# Franchi Renissance



## texasUT (Oct 6, 2009)

Im new here.Please excuse me if Im posting out of line.Im looking at a 20g Renissance;I like the weight and recoil sys.Is this gun anywhere in the same ballpark as the citori or beretta in the same price range give or take $300.I hope the ?? is not too confusing>>


----------



## hunt4P&amp;Y (Sep 23, 2004)

I am a huge fan of the Franchi O/U's I have an alcione titanium. The thing is awsome. Light, swings well.... Has a mechanical trigger for the two barrels.... so you don't have to worry in cold weather or shooting with many layers of clothing. I would say they are alittle cheaper then the Brownings.

The biggest advantage I found to going with Franchi's are the triggers.

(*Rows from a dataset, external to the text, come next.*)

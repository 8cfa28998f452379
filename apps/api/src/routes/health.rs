use axum::Json;
use serde_json::{json, Value};

/// GET /health
/// Returns a simple status object with service version.
pub async fn health_handler() -> Json<Value> {
    Json(json!({
        "status": "ok",
        "version": env!("CARGO_PKG_VERSION"),
        "service": "ascend-api"
    }))
}
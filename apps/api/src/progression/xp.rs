//! XP rules per activity family.
//!
//! All functions here are pure. `daily_xp_earned` is the target skill's counter
//! for the user's current day; zero means "first qualifying event today".
//! Unknown activity types and interaction subtypes award 0 and never fail.

use std::collections::BTreeSet;

use chrono::{Duration, NaiveDate};
use serde::{Deserialize, Serialize};

use crate::models::skill::SkillName;

pub const WORKOUT_XP_CAP: i32 = 100;
const WORKOUT_VOLUME_XP_CAP: i32 = 50;
const WORKOUT_INTENSITY_XP_CAP: i32 = 35;
const WEIGHT_XP_PER_DAY: i32 = 2;
const WEIGHT_PROGRESS_BONUS: i32 = 15;

#[derive(Debug, Clone, Copy, PartialEq, Eq, Hash, Serialize, Deserialize)]
#[serde(rename_all = "snake_case")]
pub enum ActivityKind {
    Meditate,
    Run,
    Socialize,
    Read,
    TakeClass,
    Journal,
    Reflect,
    Workout,
    WeightTracking,
}

impl ActivityKind {
    pub fn parse(raw: &str) -> Option<Self> {
        Some(match raw.trim() {
            "meditate" => ActivityKind::Meditate,
            "run" => ActivityKind::Run,
            "socialize" => ActivityKind::Socialize,
            "read" => ActivityKind::Read,
            "take_class" => ActivityKind::TakeClass,
            "journal" => ActivityKind::Journal,
            "reflect" => ActivityKind::Reflect,
            "workout" => ActivityKind::Workout,
            "weight_tracking" => ActivityKind::WeightTracking,
            _ => return None,
        })
    }

    pub fn as_str(&self) -> &'static str {
        match self {
            ActivityKind::Meditate => "meditate",
            ActivityKind::Run => "run",
            ActivityKind::Socialize => "socialize",
            ActivityKind::Read => "read",
            ActivityKind::TakeClass => "take_class",
            ActivityKind::Journal => "journal",
            ActivityKind::Reflect => "reflect",
            ActivityKind::Workout => "workout",
            ActivityKind::WeightTracking => "weight_tracking",
        }
    }

    /// The skill whose daily counter gates first-session bonuses and which receives the award.
    pub fn primary_skill(&self) -> SkillName {
        match self {
            ActivityKind::Meditate => SkillName::Awareness,
            ActivityKind::Run => SkillName::Endurance,
            ActivityKind::Socialize => SkillName::Charisma,
            ActivityKind::Read | ActivityKind::TakeClass => SkillName::Intelligence,
            ActivityKind::Journal | ActivityKind::Reflect => SkillName::Wisdom,
            ActivityKind::Workout | ActivityKind::WeightTracking => SkillName::Strength,
        }
    }

    /// Skills credited with the same amount in addition to the primary one.
    pub fn bonus_skills(&self) -> &'static [SkillName] {
        match self {
            ActivityKind::Journal => &[SkillName::Creativity],
            _ => &[],
        }
    }
}

#[derive(Debug, Clone, Copy, PartialEq, Eq, Serialize, Deserialize)]
#[serde(rename_all = "snake_case")]
pub enum SocialInteraction {
    Presentation,
    ApproachStranger,
    SocialGathering,
    TellStory,
    MakeLaugh,
    GiveCompliment,
}

impl SocialInteraction {
    pub fn parse(raw: &str) -> Option<Self> {
        Some(match raw.trim() {
            "presentation" => SocialInteraction::Presentation,
            "approach_stranger" => SocialInteraction::ApproachStranger,
            "social_gathering" => SocialInteraction::SocialGathering,
            "tell_story" => SocialInteraction::TellStory,
            "make_laugh" => SocialInteraction::MakeLaugh,
            "give_compliment" => SocialInteraction::GiveCompliment,
            _ => return None,
        })
    }

    pub fn xp(&self) -> i32 {
        match self {
            SocialInteraction::Presentation => 40,
            SocialInteraction::ApproachStranger => 30,
            SocialInteraction::SocialGathering => 12,
            SocialInteraction::TellStory => 10,
            SocialInteraction::MakeLaugh => 8,
            SocialInteraction::GiveCompliment => 5,
        }
    }
}

#[derive(Debug, Clone, Copy, PartialEq, Serialize, Deserialize)]
pub struct WorkoutSet {
    pub weight: f64,
    pub reps: i32,
}

/// Raw metrics of one submission. Fields irrelevant to an activity are ignored.
#[derive(Debug, Clone, Default, PartialEq, Serialize, Deserialize)]
pub struct ActivityMetrics {
    #[serde(default)]
    pub duration: i32,
    #[serde(default)]
    pub distance: f64,
    /// Interaction subtype for `socialize`, free text otherwise.
    #[serde(default)]
    pub description: Option<String>,
    #[serde(default)]
    pub sets: Vec<WorkoutSet>,
}

/// Dispatch over every activity family.
///
/// Weight tracking depends on log history rather than a single submission and is
/// scored by [`weight_tracking_xp`]; here it yields 0.
pub fn compute_xp(kind: ActivityKind, metrics: &ActivityMetrics, daily_xp_earned: i32) -> i32 {
    match kind {
        ActivityKind::Meditate => meditation_xp(metrics.duration, daily_xp_earned),
        ActivityKind::Run => running_xp(metrics.duration, metrics.distance, daily_xp_earned),
        ActivityKind::Socialize => social_xp(metrics.description.as_deref().unwrap_or_default()),
        ActivityKind::Read | ActivityKind::TakeClass => {
            learning_xp(kind, metrics.duration, daily_xp_earned)
        }
        ActivityKind::Journal | ActivityKind::Reflect => reflection_xp(daily_xp_earned),
        ActivityKind::Workout => workout_xp(&metrics.sets, daily_xp_earned),
        ActivityKind::WeightTracking => 0,
    }
}

fn first_of_day(daily_xp_earned: i32, bonus: i32) -> i32 {
    if daily_xp_earned == 0 {
        bonus
    } else {
        0
    }
}

/// Rounds minutes down to whole `block`s and pays `per_block` for each.
fn per_block(minutes: i32, block: i32, per_block: i32) -> i32 {
    (minutes.max(0) / block).saturating_mul(per_block)
}

pub fn meditation_xp(duration: i32, daily_xp_earned: i32) -> i32 {
    first_of_day(daily_xp_earned, 5) + per_block(duration, 5, 5)
}

pub fn running_xp(duration: i32, distance: f64, daily_xp_earned: i32) -> i32 {
    let distance_xp = (distance.max(0.0) * 0.5 * 5.0).ceil() as i32;
    first_of_day(daily_xp_earned, 10) + per_block(duration, 10, 5) + distance_xp
}

pub fn social_xp(interaction: &str) -> i32 {
    SocialInteraction::parse(interaction).map_or(0, |i| i.xp())
}

pub fn learning_xp(kind: ActivityKind, duration: i32, daily_xp_earned: i32) -> i32 {
    let minutes_xp = match kind {
        ActivityKind::TakeClass => per_block(duration, 5, 5),
        _ => per_block(duration, 10, 5),
    };
    first_of_day(daily_xp_earned, 5) + minutes_xp
}

pub fn reflection_xp(daily_xp_earned: i32) -> i32 {
    first_of_day(daily_xp_earned, 20)
}

pub fn workout_volume(sets: &[WorkoutSet]) -> f64 {
    sets.iter()
        .map(|s| s.weight.max(0.0) * f64::from(s.reps.max(0)))
        .sum()
}

/// Per set: `weight * reps * (1 + reps / 30)`, rewarding higher-rep work.
pub fn workout_intensity(sets: &[WorkoutSet]) -> f64 {
    sets.iter()
        .map(|s| {
            let reps = f64::from(s.reps.max(0));
            s.weight.max(0.0) * reps * (1.0 + reps / 30.0)
        })
        .sum()
}

pub fn workout_xp(sets: &[WorkoutSet], daily_xp_earned: i32) -> i32 {
    let volume_xp = ((workout_volume(sets) / 100.0).floor() as i32).min(WORKOUT_VOLUME_XP_CAP);
    let intensity_xp =
        ((workout_intensity(sets) / 20.0).floor() as i32).min(WORKOUT_INTENSITY_XP_CAP);
    (first_of_day(daily_xp_earned, 15) + volume_xp + intensity_xp).min(WORKOUT_XP_CAP)
}

fn average(values: impl Iterator<Item = f64>) -> Option<f64> {
    let (sum, count) = values.fold((0.0, 0usize), |(s, c), v| (s + v, c + 1));
    (count > 0).then(|| sum / count as f64)
}

/// True when `current` sits strictly closer to `goal` than `baseline`, on the goal's side.
pub fn moved_toward_goal(current: f64, baseline: f64, goal: f64) -> bool {
    (current < baseline && goal < baseline) || (current > baseline && goal > baseline)
}

/// Weight tracking award over trailing windows ending at `today`.
///
/// * 2 XP per distinct day logged in the 14 days `today-13..=today`.
/// * 15 XP when this week's average (`today-6..=today`) moved toward the goal
///   compared with the previous week's average (`today-13..=today-7`), or with
///   `starting_weight` when the previous week has no entries.
///
/// Without a goal nothing is awarded.
pub fn weight_tracking_xp(
    logs: &[(NaiveDate, f64)],
    starting_weight: f64,
    goal: Option<f64>,
    today: NaiveDate,
) -> i32 {
    let Some(goal) = goal else {
        return 0;
    };
    let current_from = today - Duration::days(6);
    let previous_from = today - Duration::days(13);

    let in_window: Vec<&(NaiveDate, f64)> = logs
        .iter()
        .filter(|(d, _)| previous_from <= *d && *d <= today)
        .collect();
    if in_window.is_empty() {
        return 0;
    }

    let distinct_days: BTreeSet<NaiveDate> = in_window.iter().map(|(d, _)| *d).collect();
    let base_xp = WEIGHT_XP_PER_DAY * distinct_days.len() as i32;

    let current_avg = average(
        in_window
            .iter()
            .filter(|(d, _)| *d >= current_from)
            .map(|(_, w)| *w),
    );
    let previous_avg = average(
        in_window
            .iter()
            .filter(|(d, _)| *d < current_from)
            .map(|(_, w)| *w),
    );

    let progress_xp = match current_avg {
        Some(current) if moved_toward_goal(current, previous_avg.unwrap_or(starting_weight), goal) => {
            WEIGHT_PROGRESS_BONUS
        }
        _ => 0,
    };
    base_xp + progress_xp
}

There is only a handful of O/U's made with mechanical triggers! In warm weather you will never notice a difference but late in the season.... 20-30 below with tons of clothing on you will get the first barrel to go but no follow up shot.

They have awsome wood, and great engraving. You will love that bow!


----------



## indsport (Aug 29, 2003)

My wife got one last year and loves it. Broke 22 of 25 on trap the first time she used it. I agree with the previous poster, we were out last year ,ultiple times in sub zero weather and she had no problems.


----------